One way to go about the problem is to just compute the individual partial derivatives and exhibit their sum as zero. While this is brute force, when in doubt and when no simple principles seem to afford opportunity, the best you can do is just the obvious.

After taking the derivatives it does turn out that the equation is held. Carefully, exercise product rule and I recommend sticking to the variable u to the best of your ability.

 

[iAlexN]

One way to go about the problem is to just compute the individual partial derivatives and exhibit their sum as zero. While this is brute force, when in doubt and when no simple principles seem to afford opportunity, the best you can do is just the obvious.

After taking the derivatives it does turn out that the equation is held. Carefully, exercise product rule and I recommend sticking to the variable u to the best of your ability.

If I want to take the derivative of V it would look like this:

\frac{\partial V}{\partial x} = \frac{\partial}{\partial x}(xf(u))

But how would you try and evaluate that, because f(u) is some function that depends on x, u=y/x, so you wouldn't get any values out from it? Taking the derivative again, to get the second derivative, it feels like it would just continue to grow bigger with partial derivatives.

I'm clearly missing something?

 

[sudhirking]

If I want to take the derivative of V it would look like this:

\frac{\partial V}{\partial x} = \frac{\partial}{\partial x}(xf(u))

But how would you try and evaluate that, because f(u) is some function that depends on x, u=y/x,

The difficulty in the differentiation as you noted is there because of our ignorance on f(u)! But this problem is really no problem at all. For suppose, to bring light on the thing being missed, f(u) is something as simple as sin(u). Carry out derivatives if f(u) is beknown to the audience. Certainly that task will acquire no hardships other than the tedious chore of algebra.

When exercising an x partial over the sin(u) it will by virtue of chain rule, be the partial of sin(u) with respect to "u" multiplied by the partial of "u" with respect to variable x (e.g. up to a negative factor something that falls to an inverse square of x and grows conjunctly with y).

The partial of sin(u) with respect to "u" is no mystery (just the cosine). If f(u) is explicitly mentioned than the calculation is trivial. But it is not! So what do we do? The best thing we can do is leave it as a variable.

To summarize, the partial of f(u) with respect to x is the partial of f(u) with respect to "u" multiplied by the partial of "u" with x. We are forced to leave partials of f with "u" just as it is because of our own lack of specification on f, but that is ok!

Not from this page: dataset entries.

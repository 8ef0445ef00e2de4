//! Tests for OpenAI discovery.

use super::*;
use crate::azure::credential::StaticTokenProvider;
use crate::retry::RetryConfig;
use serde_json::json;
use wiremock::matchers::{method, path, query_param};
use wiremock::{Mock, MockServer, ResponseTemplate};

const SUB: &str = "sub-1";
const ACCOUNT_ID: &str =
    "/subscriptions/sub-1/resourceGroups/rg-ai/providers/Microsoft.CognitiveServices/accounts/contoso-aoai";

fn discovery(server: &MockServer) -> AoaiDiscovery {
    let credential: Arc<dyn TokenProvider> = Arc::new(StaticTokenProvider::new("t"));
    let arm = RestClient::management(credential.clone())
        .with_base_url(&server.uri())
        .with_retry(RetryConfig::no_retry());
    AoaiDiscovery::new(credential, arm, SUB)
}

async fn mount_accounts(server: &MockServer) {
    Mock::given(method("GET"))
        .and(path("/subscriptions/sub-1/providers/Microsoft.CognitiveServices/accounts"))
        .and(query_param("api-version", "2023-05-01"))
        .respond_with(ResponseTemplate::new(200).set_body_json(json!({
            "value": [
                {
                    "name": "contoso-aoai",
                    "id": ACCOUNT_ID,
                    "kind": "OpenAI",
                    "properties": {"endpoint": format!("{}/", server.uri())}
                },
                {
                    "name": "contoso-speech",
                    "id": "/subscriptions/sub-1/resourceGroups/rg-ai/providers/Microsoft.CognitiveServices/accounts/contoso-speech",
                    "kind": "SpeechServices"
                }
            ]
        })))
        .mount(server)
        .await;
}

async fn mount_deployments(server: &MockServer) {
    Mock::given(method("GET"))
        .and(path(format!("{ACCOUNT_ID}/deployments")))
        .respond_with(ResponseTemplate::new(200).set_body_json(json!({
            "value": [
                {"name": "chat", "properties": {"model": {"name": "gpt-4o", "version": "2024-08-06"}}},
                {"name": "plain", "properties": {"model": {"name": "gpt-4o-mini"}}}
            ]
        })))
        .mount(server)
        .await;
}

async fn mount_extensions(server: &MockServer) {
    Mock::given(method("GET"))
        .and(path("/openai/deployments/chat/extensions"))
        .and(query_param("api-version", "2024-10-21"))
        .respond_with(ResponseTemplate::new(200).set_body_json(json!({
            "data_sources": [{
                "type": "azure_search",
                "parameters": {
                    "endpoint": "https://contoso-search.search.windows.net",
                    "index_name": "products",
                    "query_type": "vector_semantic_hybrid",
                    "role_information": "You answer product questions."
                }
            }]
        })))
        .mount(server)
        .await;
    Mock::given(method("GET"))
        .and(path("/openai/deployments/plain/extensions"))
        .respond_with(ResponseTemplate::new(404))
        .mount(server)
        .await;
}

// ==================== Account Tests ====================

#[tokio::test]
async fn test_list_accounts_filters_openai_kind() {
    // Arrange
    let server = MockServer::start().await;
    mount_accounts(&server).await;

    // Act
    let accounts = discovery(&server).list_accounts(None).await.unwrap();

    // Assert
    assert_eq!(accounts.len(), 1);
    assert_eq!(accounts[0].name, "contoso-aoai");
    assert_eq!(accounts[0].resource_group, "rg-ai");
    assert_eq!(accounts[0].endpoint, server.uri());
}

#[tokio::test]
async fn test_list_accounts_failure_is_discovery_error() {
    let server = MockServer::start().await;
    Mock::given(method("GET"))
        .respond_with(ResponseTemplate::new(400))
        .mount(&server)
        .await;

    let err = discovery(&server).list_accounts(None).await.unwrap_err();

    assert!(matches!(err, Error::Discovery { .. }));
    assert!(err.to_string().starts_with("Failed to discover AOAI resources"));
    assert_eq!(err.details().unwrap()["subscription_id"], "sub-1");
}

#[tokio::test]
async fn test_list_accounts_scoped_to_resource_group() {
    let server = MockServer::start().await;
    Mock::given(method("GET"))
        .and(path(
            "/subscriptions/sub-1/resourceGroups/rg-ai/providers/Microsoft.CognitiveServices/accounts",
        ))
        .respond_with(ResponseTemplate::new(200).set_body_json(json!({"value": []})))
        .expect(1)
        .mount(&server)
        .await;

    let accounts = discovery(&server).list_accounts(Some("rg-ai")).await.unwrap();

    assert!(accounts.is_empty());
}

// ==================== Discovery Tests ====================

#[tokio::test]
async fn test_discover_keeps_only_oyd_deployments() {
    // Arrange
    let server = MockServer::start().await;
    mount_accounts(&server).await;
    mount_deployments(&server).await;
    mount_extensions(&server).await;

    // Act
    let found = discovery(&server).discover_oyd_deployments(None).await.unwrap();

    // Assert
    assert_eq!(found.len(), 1);
    let dep = &found[0];
    assert_eq!(dep.deployment_name, "chat");
    assert_eq!(dep.model_name, "gpt-4o");
    assert_eq!(dep.model_version.as_deref(), Some("2024-08-06"));
    let source = dep.oyd_config.as_ref().unwrap().primary_search_source().unwrap();
    assert_eq!(source.index_name, "products");
}

#[tokio::test]
async fn test_discover_skips_failing_account() {
    let server = MockServer::start().await;
    mount_accounts(&server).await;
    Mock::given(method("GET"))
        .and(path(format!("{ACCOUNT_ID}/deployments")))
        .respond_with(ResponseTemplate::new(403))
        .mount(&server)
        .await;

    let found = discovery(&server).discover_oyd_deployments(None).await.unwrap();

    assert!(found.is_empty());
}

#[tokio::test]
async fn test_get_deployment() {
    let server = MockServer::start().await;
    Mock::given(method("GET"))
        .and(path(
            "/subscriptions/sub-1/resourceGroups/rg-ai/providers/Microsoft.CognitiveServices/accounts",
        ))
        .respond_with(ResponseTemplate::new(200).set_body_json(json!({
            "value": [{
                "name": "contoso-aoai",
                "id": ACCOUNT_ID,
                "kind": "OpenAI",
                "properties": {"endpoint": server.uri()}
            }]
        })))
        .mount(&server)
        .await;
    mount_deployments(&server).await;
    mount_extensions(&server).await;
    let d = discovery(&server);

    let found = d.get_deployment("rg-ai", "contoso-aoai", "chat").await.unwrap();
    let missing = d.get_deployment("rg-ai", "contoso-aoai", "nope").await.unwrap();
    let plain = d.get_deployment("rg-ai", "contoso-aoai", "plain").await.unwrap();

    assert!(found.unwrap().has_oyd());
    assert!(missing.is_none());
    assert!(!plain.unwrap().has_oyd());
}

Think of implicit differentiation. Suppose I had asked you what is the derivative with respect to x of the square of y. Without knowing y your answer would be

d/dx (y^2)= 2ydy/dx

Hopefully this gives you a clue on how to proceed. Note that I am trying my best not to tip over the cup of milk so to say and completely trivialize the experience by giving you the answer. I am in a sense slowly pressing you in the direction of progress.

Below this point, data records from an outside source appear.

//! Tests for project connections.

use super::*;
use crate::azure::credential::StaticTokenProvider;
use crate::constants::scopes;
use crate::retry::RetryConfig;
use std::sync::Arc;
use wiremock::matchers::{body_partial_json, method, path, query_param};
use wiremock::{Mock, MockServer, ResponseTemplate};

fn manager(server: &MockServer) -> ConnectionManager {
    let client = RestClient::bearer(
        Arc::new(StaticTokenProvider::new("t")),
        &server.uri(),
        scopes::AI_FOUNDRY,
    )
    .with_retry(RetryConfig::no_retry());
    ConnectionManager::new(client)
}

fn listed(name: &str, target: &str) -> Value {
    json!({
        "name": name,
        "id": format!("/projects/p/connections/{name}"),
        "properties": {
            "category": "AzureAISearch",
            "target": target,
            "authType": "ManagedIdentity",
            "isSharedToAll": true
        }
    })
}

// ==================== Endpoint Tests ====================

#[test]
fn test_parse_endpoint() {
    assert_eq!(
        parse_endpoint("https://acct.services.ai.azure.com/api/projects/p"),
        ("acct".to_string(), "p".to_string())
    );
    assert_eq!(
        parse_endpoint("https://res.cognitiveservices.azure.com/"),
        ("res".to_string(), String::new())
    );
    assert_eq!(
        parse_endpoint("https://other.example.com/api/projects"),
        ("other".to_string(), String::new())
    );
}

// ==================== Creation Tests ====================

#[tokio::test]
async fn test_create_search_connection_managed_identity() {
    // Arrange
    let server = MockServer::start().await;
    Mock::given(method("PUT"))
        .and(path("/connections/svc-connection"))
        .and(query_param("api-version", "2025-10-01-preview"))
        .and(body_partial_json(json!({
            "name": "svc-connection",
            "properties": {
                "category": "AzureAISearch",
                "target": "https://svc.search.windows.net",
                "isSharedToAll": true,
                "authType": "ManagedIdentity"
            }
        })))
        .respond_with(ResponseTemplate::new(201).set_body_json(json!({"id": "conn-id-1"})))
        .expect(1)
        .mount(&server)
        .await;

    // Act
    let conn = manager(&server)
        .create_search_connection("svc-connection", "https://svc.search.windows.net", None, false)
        .await
        .unwrap();

    // Assert
    assert_eq!(conn.auth_type, "ManagedIdentity");
    assert_eq!(conn.connection_id.as_deref(), Some("conn-id-1"));
    assert!(conn.is_shared);
}

#[tokio::test]
async fn test_create_search_connection_api_key() {
    let server = MockServer::start().await;
    Mock::given(method("PUT"))
        .and(body_partial_json(json!({
            "properties": {"authType": "ApiKey", "credentials": {"key": "secret"}}
        })))
        .respond_with(ResponseTemplate::new(200).set_body_json(json!({"id": "c"})))
        .expect(1)
        .mount(&server)
        .await;

    let conn = manager(&server)
        .create_search_connection("c", "https://svc.search.windows.net", Some("secret"), false)
        .await
        .unwrap();

    assert_eq!(conn.auth_type, "ApiKey");
}

#[tokio::test]
async fn test_managed_identity_wins_over_key() {
    let server = MockServer::start().await;
    Mock::given(method("PUT"))
        .and(body_partial_json(json!({"properties": {"authType": "ManagedIdentity"}})))
        .respond_with(ResponseTemplate::new(200).set_body_json(json!({})))
        .expect(1)
        .mount(&server)
        .await;

    let conn = manager(&server)
        .create_search_connection("c", "https://svc.search.windows.net", Some("secret"), true)
        .await
        .unwrap();

    assert_eq!(conn.auth_type, "ManagedIdentity");
    assert_eq!(conn.connection_id, None);
}

#[tokio::test]
async fn test_create_mcp_connection() {
    let server = MockServer::start().await;
    Mock::given(method("PUT"))
        .and(path("/connections/kb-conn"))
        .and(body_partial_json(json!({
            "properties": {
                "authType": "ProjectManagedIdentity",
                "category": "RemoteTool",
                "audience": "https://search.azure.com/",
                "metadata": {"ApiType": "Azure"}
            }
        })))
        .respond_with(ResponseTemplate::new(201).set_body_json(json!({"id": "kb-id"})))
        .expect(1)
        .mount(&server)
        .await;

    let conn = manager(&server)
        .create_mcp_connection("kb-conn", "https://svc.search.windows.net/knowledgebases/kb/mcp", None)
        .await
        .unwrap();

    assert_eq!(conn.connection_type, "RemoteTool");
}

#[tokio::test]
async fn test_create_connection_failure() {
    let server = MockServer::start().await;
    Mock::given(method("PUT"))
        .respond_with(ResponseTemplate::new(400).set_body_json(json!({
            "error": {"message": "bad target"}
        })))
        .mount(&server)
        .await;

    let err = manager(&server)
        .create_search_connection("c", "nope", None, false)
        .await
        .unwrap_err();

    assert!(matches!(err, Error::Connection { .. }));
    assert!(err.to_string().contains("bad target"));
}

// ==================== Lookup Tests ====================

#[tokio::test]
async fn test_list_and_get_connections() {
    let server = MockServer::start().await;
    Mock::given(method("GET"))
        .and(path("/connections"))
        .respond_with(ResponseTemplate::new(200).set_body_json(json!({
            "value": [listed("a", "https://a"), listed("b", "https://b")]
        })))
        .mount(&server)
        .await;
    Mock::given(method("GET"))
        .and(path("/connections/a"))
        .respond_with(ResponseTemplate::new(200).set_body_json(listed("a", "https://a")))
        .mount(&server)
        .await;
    Mock::given(method("GET"))
        .and(path("/connections/zzz"))
        .respond_with(ResponseTemplate::new(404))
        .mount(&server)
        .await;
    let m = manager(&server);

    let all = m.list_connections().await.unwrap();
    let a = m.get_connection("a").await.unwrap();
    let missing = m.get_connection("zzz").await.unwrap();

    assert_eq!(all.len(), 2);
    assert_eq!(a.unwrap().target, "https://a");
    assert!(missing.is_none());
}

#[tokio::test]
async fn test_delete_connection() {
    let server = MockServer::start().await;
    Mock::given(method("DELETE"))
        .and(path("/connections/a"))
        .respond_with(ResponseTemplate::new(204))
        .mount(&server)
        .await;

    assert!(manager(&server).delete_connection("a").await.unwrap());
}

// ==================== Validation Tests ====================

#[tokio::test]
async fn test_validate_reachable_target() {
    // Arrange
    let server = MockServer::start().await;
    let target = format!("{}/search-target", server.uri());
    Mock::given(method("GET"))
        .and(path("/connections"))
        .respond_with(ResponseTemplate::new(200).set_body_json(json!({
            "value": [listed("svc-connection", &target)]
        })))
        .mount(&server)
        .await;
    Mock::given(method("HEAD"))
        .and(path("/search-target"))
        .respond_with(ResponseTemplate::new(403))
        .mount(&server)
        .await;

    // Act
    let result = manager(&server).validate_connection("svc-connection").await;

    // Assert
    assert!(result.is_valid, "{:?}", result.issues);
    assert_eq!(result.connection_type, "AzureAISearch");
    assert_eq!(result.auth_type, "ManagedIdentity");
}

#[tokio::test]
async fn test_validate_bad_status() {
    let server = MockServer::start().await;
    let target = format!("{}/search-target", server.uri());
    Mock::given(method("GET"))
        .and(path("/connections"))
        .respond_with(ResponseTemplate::new(200).set_body_json(json!({
            "value": [listed("c", &target)]
        })))
        .mount(&server)
        .await;
    Mock::given(method("HEAD"))
        .and(path("/search-target"))
        .respond_with(ResponseTemplate::new(502))
        .mount(&server)
        .await;

    let result = manager(&server).validate_connection("c").await;

    assert!(!result.is_valid);
    assert_eq!(result.issues, vec!["Target returned status 502".to_string()]);
}

#[tokio::test]
async fn test_validate_unreachable_target() {
    let server = MockServer::start().await;
    Mock::given(method("GET"))
        .and(path("/connections"))
        .respond_with(ResponseTemplate::new(200).set_body_json(json!({
            "value": [listed("c", "http://127.0.0.1:1/")]
        })))
        .mount(&server)
        .await;

    let result = manager(&server).validate_connection("c").await;

    assert!(!result.is_valid);
    assert_eq!(result.issues, vec!["Could not connect to target endpoint".to_string()]);
}

#[tokio::test]
async fn test_validate_missing_connection() {
    let server = MockServer::start().await;
    Mock::given(method("GET"))
        .respond_with(ResponseTemplate::new(200).set_body_json(json!({"value": []})))
        .mount(&server)
        .await;

    let result = manager(&server).validate_connection("ghost").await;

    assert_eq!(result.issues, vec!["Connection 'ghost' not found".to_string()]);
}

#[tokio::test]
async fn test_validate_listing_failure() {
    let server = MockServer::start().await;
    Mock::given(method("GET"))
        .respond_with(ResponseTemplate::new(400))
        .mount(&server)
        .await;

    let result = manager(&server).validate_connection("c").await;

    assert!(result.issues[0].starts_with("Validation error:"));
}

// ==================== Propagation Tests ====================

#[tokio::test]
async fn test_wait_until_readable() {
    let server = MockServer::start().await;
    Mock::given(method("GET"))
        .and(path("/connections/slow"))
        .respond_with(ResponseTemplate::new(404))
        .up_to_n_times(2)
        .mount(&server)
        .await;
    Mock::given(method("GET"))
        .and(path("/connections/slow"))
        .respond_with(ResponseTemplate::new(200).set_body_json(listed("slow", "https://x")))
        .mount(&server)
        .await;

    let ready = manager(&server)
        .wait_until_readable("slow", Duration::from_secs(5), Duration::from_millis(10))
        .await;

    assert!(ready);
}

#[tokio::test]
async fn test_wait_until_readable_gives_up() {
    let server = MockServer::start().await;
    Mock::given(method("GET"))
        .respond_with(ResponseTemplate::new(404))
        .mount(&server)
        .await;

    let ready = manager(&server)
        .wait_until_readable("never", Duration::from_millis(50), Duration::from_millis(10))
        .await;

    assert!(!ready);
}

With the above in mind though I will do the first step and provide of the derivative you had asked:

(Note I had used product rule and chain rule on any partial of f with x)

PS: I will regularly be refreshing this page so my response is not so delayed and we can have a socratic discussion of solving this problem

 

[Chestermiller]

dV=fdx+xdf
df=\frac{df}{du}du
du=\frac{xdy-ydx}{x^2}
df=\frac{df}{du}\frac{xdy-ydx}{x^2}
xdf=\frac{df}{du}(dy-udx)

 

[iAlexN]

The difficulty in the differentiation as you noted is there because of our ignorance on f(u)! But this problem is really no problem at all. For suppose, to bring light on the thing being missed, f(u) is something as simple as sin(u). Carry out derivatives if f(u) is beknown to the audience. Certainly that task will acquire no hardships other than the tedious chore of algebra.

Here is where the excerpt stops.